Dr Vanessa Lee
University of Sydney
18 September 2017

'Still, we rise… as black women do 

Culturally bonded, spiritually empowered, strength and resilience valuable tools,

with integrity and generational humbleness, we are the drivers, backbone, visionaries,

feelers, healers, leaders, prophetic with degrees in silence-ness.

Excerpt from poem As Black Women Do: Aboriginal and Torres Strait Islander Women’s resilience by Vanessa Lee. 

Published in Us Women, Our Ways, Our World

Growing up between Cairns and Thursday Island enjoying her days fishing and camping, Dr Vanessa Lee never imagined she would have ended up as a researcher—fulfilling her grandmother’s request to ‘help our people’.

Now a social epidemiologist, Vanessa looks for the best models of practice as a preventative measure for diseases that affect Aboriginal and Torres Strait Islander peoples. She also uses data linkage methods to help bring together the social, political and cultural determinants of health, producing a holistic picture of the causes of an illness.

Vanessa’s family comes from Meriam in the Torres Strait and Yupungathi in Cape York—so she is both an Aboriginal and Torres Strait Islander.  Her road to research wasn’t always straightforward and was filled with many challenges; however she definitely rose to meet them, in the process exceeding her expectations.

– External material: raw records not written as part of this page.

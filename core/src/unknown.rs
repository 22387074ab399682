//! Corpus forms missing from the morphological dictionary.
use serde::Serialize;

use crate::morph::MorphDictionary;
use crate::ranking::{BoundedTop, Keep, Scored};
use crate::trie::PrefixIndex;

/// Characters removed before a form is looked up.
const STRIP: &[char] = &['‘', '’', '\'', '~', '&', ';', ',', '.', '"'];

/// Prefixes of URLs, mentions, hashtags and shortened links.
const NOISE_PREFIXES: &[&str] = &["http", "@", "#", "tco"];

/// Clean a corpus form for dictionary lookup.
///
/// Returns `None` for forms that are not worth reporting: links, mentions,
/// hashtags, anything with non-word characters left after cleanup, and
/// forms of two characters or fewer.
///
/// ```
/// use anomalia_core::unknown::clean_form;
///
/// assert_eq!(clean_form("Ciaooo!!").as_deref(), None);
/// assert_eq!(clean_form("L'Amico2,").as_deref(), Some("lamico"));
/// assert_eq!(clean_form("#hashtag"), None);
/// assert_eq!(clean_form("ok"), None);
/// ```
pub fn clean_form(form: &str) -> Option<String> {
    let lower = form.to_lowercase();
    if NOISE_PREFIXES.iter().any(|p| lower.starts_with(p)) {
        return None;
    }
    let cleaned: String = lower
        .chars()
        .filter(|c| !STRIP.contains(c) && !c.is_ascii_digit())
        .collect();
    if cleaned.chars().count() <= 2 {
        return None;
    }
    if !cleaned.chars().all(|c| c.is_alphanumeric() || c == '_') {
        return None;
    }
    Some(cleaned)
}

/// A form with its number of occurrences.
#[derive(Debug, Clone, PartialEq, Eq, Serialize)]
pub struct FormCount {
    pub form: String,
    pub count: u32,
}

impl Scored for FormCount {
    fn score(&self) -> f64 {
        self.count as f64
    }
}

/// Counts of cleaned corpus forms the dictionary does not know.
pub struct UnknownForms<'d> {
    dict: &'d MorphDictionary,
    counts: PrefixIndex<u32>,
    observed: u64,
}

impl<'d> UnknownForms<'d> {
    pub fn new(dict: &'d MorphDictionary) -> Self {
        Self {
            dict,
            counts: PrefixIndex::new(),
            observed: 0,
        }
    }

    /// Look at one corpus form. Returns true when it was counted as unknown.
    pub fn observe(&mut self, form: &str) -> bool {
        self.observed += 1;
        let Some(cleaned) = clean_form(form) else {
            return false;
        };
        if self.dict.contains(&cleaned) {
            return false;
        }
        match self.counts.get_or_insert_with(&cleaned, |_| 0) {
            Ok((_, count)) => {
                *count += 1;
                true
            }
            Err(_) => false,
        }
    }

    pub fn count(&self, form: &str) -> u32 {
        self.counts.get(form).copied().unwrap_or(0)
    }

    /// Forms looked at so far.
    pub fn observed(&self) -> u64 {
        self.observed
    }

    /// Distinct unknown forms.
    pub fn len(&self) -> usize {
        self.counts.size()
    }

    pub fn is_empty(&self) -> bool {
        self.counts.is_empty()
    }

    /// The `n` most frequent unknown forms, most frequent first.
    pub fn top(&self, n: usize) -> Vec<FormCount> {
        let mut top = BoundedTop::new(n, Keep::Highest);
        for (_, form, &count) in self.counts.iter() {
            top.insert(FormCount {
                form: form.to_string(),
                count,
            });
        }
        top.into_sorted_vec()
    }
}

‘A lot of my teachings were by my grandmother—the science of it was the connection to country, understanding how things work around you and how to interpret that,’ Vanessa said.

‘Growing up in the Torres Strait—I loved it. I loved the community, I loved family. Family is culture, culture is family.

‘You’re taught the importance of listening in silence. You’re taught how to listen to the land. You’re taught the importance of understanding the water and listening to the wind.’

And it was listening to her grandmother that led Vanessa down the path of research.

One day whilst listening to a radio program about Indigenous children, Vanessa’s grandmother stood up from gardening and just looked at her and said, ‘they [Western people] don’t know how to look after our people… you teach them. You learn their language and you teach them our culture in their language.

At first Vanessa was stunned. She had spent the last ten years as a teacher. She had a house with her two boys around the corner from her grandmother’s. She went fishing every other day. She participated in triathlons for fun and was enjoying her life.

‘Go learn their language—the only thing I could think of was to go and do research,’ she said.

A few years back whilst stranded at the Cairns airport, Vanessa had met Dr Melissa Haswell (now Professor)—an epidemiologist from the University of Queensland, in the Torres Strait researching diabetes. It was this chance meeting that got Vanessa first interested in making a difference through research.

‘From Dr Haswell’s findings we used a community approach to establish healthy lifestyle programs for children on Thursday Island,’ Vanessa said.

‘So I contacted Dr Haswell and asked her how, do I do what you do?’ she said.

Professor Haswell suggested writing a research proposal for a Masters in Public Health at University of Queensland, which is exactly what Vanessa did.

‘It was very hard, particularly in the first semester. But I did it and I was the first Aboriginal and Torres Strait Islander to graduate with a Masters in Public Health majoring in Indigenous health,’ she explained.

‘From there I decided to do my PhD. Doing my PhD, working full time, and single parenting, was really hard. How I did not stop studying after my masters I do not know. I was so determined to make change and to do what my Grandmother had asked of me.

‘I was getting to the end of my PhD and I was sitting there thinking—have I done what you asked me to do?

‘It dawned on me that I had become the first Aboriginal and Torres Strait Islander to graduate with a PhD in medicine from Griffith University, the first Indigenous national vice president of the National Public Health Association of Australia, as part of a team I was involved in reviewing the masters of public health programs across Australia on how they integrate Aboriginal and Torres Strait Islander content into their curriculum, and I also advised on various boards and networks.’

However, one of Vanessa’s biggest fears about doing a PhD was that she would lose her cultural identity.

‘I would often sit and meditate, asking my ancestors for me not to lose my identity—please don’t let me forget who I am or where I come from,’ she said.

‘Do I think I’ve done what my grandmother asked me to do—yes I think I’ve done it. However, it’s been really hard and I think she would be humbled to think that her belief in me could lead to making change for our people.’

Vanessa’s creative and academic work is directed towards preventive health and linkages to services for Aboriginal and Torres Strait Islander people.

Vanessa now works at the University of Sydney on a number of projects. The latest, funded by NHMRC, is the BE WELL project looking at the best model of practice for lung disease.

‘We want the communities to develop and build practices based on a model that we have developed,’ Vanessa explained.

‘I also look at models of best practice for breast cancer and suicide prevention for Aboriginal and Torres Strait Islander people including the sexuality and gender diverse populations.’